Today it’s Remembrance Sunday, hence the paper poppies being sold everywhere. The poppy appeal was begun in America in 1920. It began when Moina Michael began wearing a poppy in 1918 as a sign of remembrance after being inspired by the famous poem In Flanders Fields.

The poem was written by Lieutenant Colonel John McCrae, who was a surgeon for the Canadian artillery. He was also in charge of a field hospital during the Second Battle of Ypres, and it was here that he wrote the poem, after his friend L. Alexis Helmer was killed. He wrote the poem quickly, on 3rd May 1915, and initially threw it on the floor. During that time, local papers on the home front would often publish war poems. In Flanders Fields was picked up by someone off the floor who then sent it to the Spectator who refused to print it because it wasn’t patriotic enough. So Punch published it instead.

In Flanders fields the poppies blow
Between the crosses, row on row,
That mark our place; and in the sky
The larks, still bravely singing, fly
Scarce heard amid the guns below.

We are the Dead. Short days ago
We lived, felt dawn, saw sunset glow,
Loved and were loved, and now we lie,
In Flanders fields.

Take up our quarrel with the foe:
To you from failing hands we throw
The torch; be yo a war cemurs to hold it high.
If ye break faith with us who die
We shall not sleep, though poppies grow
In Flanders fields.

And this is where he wrote it, at the Essex Farm cemetery.

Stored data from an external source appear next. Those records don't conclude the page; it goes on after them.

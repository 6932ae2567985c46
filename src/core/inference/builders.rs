//! Session construction: options, execution providers, model metadata.

use super::{InferenceSession, session};
use crate::core::config::{AccelerationMode, ExecutionPath, GraphOptLevel, SessionOptions};
use crate::core::errors::LoadError;
use ort::execution_providers::ExecutionProviderDispatch;
use ort::logging::LogLevel;
use ort::session::{Session, builder::SessionBuilder};
use ort::value::ValueType;
use std::path::Path;
use tracing::{info, warn};

impl InferenceSession {
    /// Loads a model with default options and the given acceleration mode.
    pub fn load(
        model_path: impl AsRef<Path>,
        acceleration: AccelerationMode,
    ) -> Result<Self, LoadError> {
        Self::from_options(
            model_path,
            &SessionOptions::new().with_acceleration(acceleration),
        )
    }

    /// Loads a model applying the full session options.
    ///
    /// The path is checked before the engine is touched, so a missing file
    /// fails deterministically. On success the session carries the names
    /// and shapes of the model's single input and output tensor; models
    /// with any other signature are rejected.
    pub fn from_options(
        model_path: impl AsRef<Path>,
        options: &SessionOptions,
    ) -> Result<Self, LoadError> {
        let path = model_path.as_ref();
        check_model_file(path)?;

        let (providers, execution_path) = resolve_execution_path(options.acceleration);
        let session = session::load_session_with(path, |builder| {
            let builder = apply_options(builder, options)?;
            if providers.is_empty() {
                Ok(builder)
            } else {
                builder.with_execution_providers(providers)
            }
        })?;

        let (input_name, input_shape, output_name, output_shape) =
            extract_signature(&session, path)?;

        let model_name = path
            .file_stem()
            .and_then(|s| s.to_str())
            .unwrap_or("unknown_model")
            .to_string();

        info!(
            model = %model_name,
            input = %input_name,
            output = %output_name,
            ?input_shape,
            ?output_shape,
            execution_path = %execution_path,
            "model loaded"
        );

        Ok(InferenceSession {
            session,
            model_path: path.to_path_buf(),
            model_name,
            input_name,
            output_name,
            input_shape,
            output_shape,
            execution_path,
        })
    }
}

/// Rejects empty, missing, and non-regular-file paths up front.
fn check_model_file(path: &Path) -> Result<(), LoadError> {
    if path.as_os_str().is_empty() {
        return Err(LoadError::model_file(path, "model path is empty", None));
    }
    match std::fs::metadata(path) {
        Ok(meta) if meta.is_file() => Ok(()),
        Ok(_) => Err(LoadError::model_file(
            path,
            "model path is not a regular file",
            None,
        )),
        Err(e) => Err(LoadError::model_file(
            path,
            "model file is missing or unreadable",
            Some(e),
        )),
    }
}

/// Applies the tuning knobs from [`SessionOptions`] to a session builder.
fn apply_options(
    mut builder: SessionBuilder,
    options: &SessionOptions,
) -> Result<SessionBuilder, ort::Error> {
    builder = builder.with_log_level(LogLevel::Error)?;
    if let Some(intra) = options.intra_threads {
        builder = builder.with_intra_threads(intra)?;
    }
    if let Some(inter) = options.inter_threads {
        builder = builder.with_inter_threads(inter)?;
    }
    if let Some(level) = options.optimization_level {
        use ort::session::builder::GraphOptimizationLevel as GOL;
        let mapped = match level {
            GraphOptLevel::DisableAll => GOL::Disable,
            GraphOptLevel::Level1 => GOL::Level1,
            GraphOptLevel::Level2 => GOL::Level2,
            GraphOptLevel::Level3 | GraphOptLevel::All => GOL::Level3,
        };
        builder = builder.with_optimization_level(mapped)?;
    }
    Ok(builder)
}

/// Resolves the acceleration mode into execution providers to register and
/// the execution path to record on the session.
///
/// Fallback policy: when acceleration is requested but no accelerator is
/// compiled in or available, the session is built on the CPU path and a
/// warning is emitted. The caller can observe the outcome via
/// [`InferenceSession::execution_path`].
fn resolve_execution_path(
    mode: AccelerationMode,
) -> (Vec<ExecutionProviderDispatch>, ExecutionPath) {
    match mode {
        AccelerationMode::Default => (Vec::new(), ExecutionPath::Cpu),
        AccelerationMode::HardwareAccelerated => match accelerator_provider() {
            Some(provider) => (vec![provider], ExecutionPath::Accelerated),
            None => {
                warn!(
                    "hardware acceleration requested but no accelerator is available, \
                     falling back to the CPU execution path"
                );
                (Vec::new(), ExecutionPath::Cpu)
            }
        },
    }
}

/// Returns the first compiled-in accelerator that reports itself available.
///
/// Probe order: CoreML, DirectML, TensorRT, CUDA. Each provider is behind
/// a cargo feature mapped to the matching `ort` feature; a default build
/// compiles none of them and always falls back to the CPU path.
fn accelerator_provider() -> Option<ExecutionProviderDispatch> {
    #[cfg(feature = "coreml")]
    {
        use ort::ep::ExecutionProvider;
        use ort::execution_providers::CoreMLExecutionProvider;
        let ep = CoreMLExecutionProvider::default();
        if ep.is_available().unwrap_or(false) {
            return Some(ep.build());
        }
    }
    #[cfg(feature = "directml")]
    {
        use ort::ep::ExecutionProvider;
        use ort::execution_providers::DirectMLExecutionProvider;
        let ep = DirectMLExecutionProvider::default();
        if ep.is_available().unwrap_or(false) {
            return Some(ep.build());
        }
    }
    #[cfg(feature = "tensorrt")]
    {
        use ort::ep::ExecutionProvider;
        use ort::execution_providers::TensorRTExecutionProvider;
        let ep = TensorRTExecutionProvider::default();
        if ep.is_available().unwrap_or(false) {
            return Some(ep.build());
        }
    }
    #[cfg(feature = "cuda")]
    {
        use ort::ep::ExecutionProvider;
        use ort::execution_providers::CUDAExecutionProvider;
        let ep = CUDAExecutionProvider::default();
        if ep.is_available().unwrap_or(false) {
            return Some(ep.build());
        }
    }
    None
}

/// Reads the declared single input/output tensor metadata off a freshly
/// loaded session.
fn extract_signature(
    session: &Session,
    path: &Path,
) -> Result<(String, Vec<i64>, String, Vec<i64>), LoadError> {
    let inputs = session.inputs();
    let outputs = session.outputs();
    if inputs.len() != 1 || outputs.len() != 1 {
        return Err(LoadError::UnsupportedSignature {
            path: path.to_path_buf(),
            inputs: inputs.len(),
            outputs: outputs.len(),
        });
    }

    let input = &inputs[0];
    let output = &outputs[0];
    let input_shape = declared_tensor_shape(input.dtype(), path, input.name(), "input")?;
    let output_shape = declared_tensor_shape(output.dtype(), path, output.name(), "output")?;

    Ok((
        input.name().to_string(),
        input_shape,
        output.name().to_string(),
        output_shape,
    ))
}

fn declared_tensor_shape(
    value_type: &ValueType,
    path: &Path,
    name: &str,
    role: &str,
) -> Result<Vec<i64>, LoadError> {
    value_type
        .tensor_shape()
        .map(|shape| shape.iter().copied().collect())
        .ok_or_else(|| {
            LoadError::metadata(path, format!("declared {role} '{name}' is not a tensor"))
        })
}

This was at the time a thriving field hospital. Strange to imagine. Beside it lies a cemetery.

Cemeteries often turned up beside field hospitals, as of course, there had to be a place were the bodies were lain. So, if you ever stumble across a war cemetery in France or Belgium, it was probably also once the site of a field hospital.

One of the  most iconic headstones of the Essex Farm cemetery is that of rifleman Valentine Strudwick, who was only 15 when he signed up to war. Of course, he lied to the war office, and was able to do so because he was a well-built farm-hand.

If you go to the cemetery now, you’ll see bullet marks on some of the headstones, which is because there was extensive fighting here only 20 odd years later during the Second World War.

John McCrae himself also died at war on January 28th 1918, from pneumonia and meningitis. But his memory lives on.